* **WORK REQUEST**
The word "audio" occurs in some lines of the data. Return each such line.

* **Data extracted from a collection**
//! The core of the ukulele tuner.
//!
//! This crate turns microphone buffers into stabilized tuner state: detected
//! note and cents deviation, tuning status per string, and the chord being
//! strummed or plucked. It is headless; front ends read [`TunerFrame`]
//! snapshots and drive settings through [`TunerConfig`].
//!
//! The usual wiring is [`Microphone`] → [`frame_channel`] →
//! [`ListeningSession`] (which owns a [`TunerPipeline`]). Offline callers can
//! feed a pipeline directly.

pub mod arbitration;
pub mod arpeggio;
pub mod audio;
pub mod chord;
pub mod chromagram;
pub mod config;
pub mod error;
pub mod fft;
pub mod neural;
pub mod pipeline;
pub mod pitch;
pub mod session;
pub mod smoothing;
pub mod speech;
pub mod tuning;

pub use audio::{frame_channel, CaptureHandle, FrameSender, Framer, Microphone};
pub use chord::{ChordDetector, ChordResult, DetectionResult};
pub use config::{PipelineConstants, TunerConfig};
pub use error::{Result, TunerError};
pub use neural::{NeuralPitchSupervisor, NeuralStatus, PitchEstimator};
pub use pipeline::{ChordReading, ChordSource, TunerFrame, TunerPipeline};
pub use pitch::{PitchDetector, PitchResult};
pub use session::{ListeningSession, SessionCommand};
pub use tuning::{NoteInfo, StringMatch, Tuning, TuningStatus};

* **RESULT FOR THIS EXERCISE**
pub mod audio;
pub use audio::{frame_channel, CaptureHandle, FrameSender, Framer, Microphone};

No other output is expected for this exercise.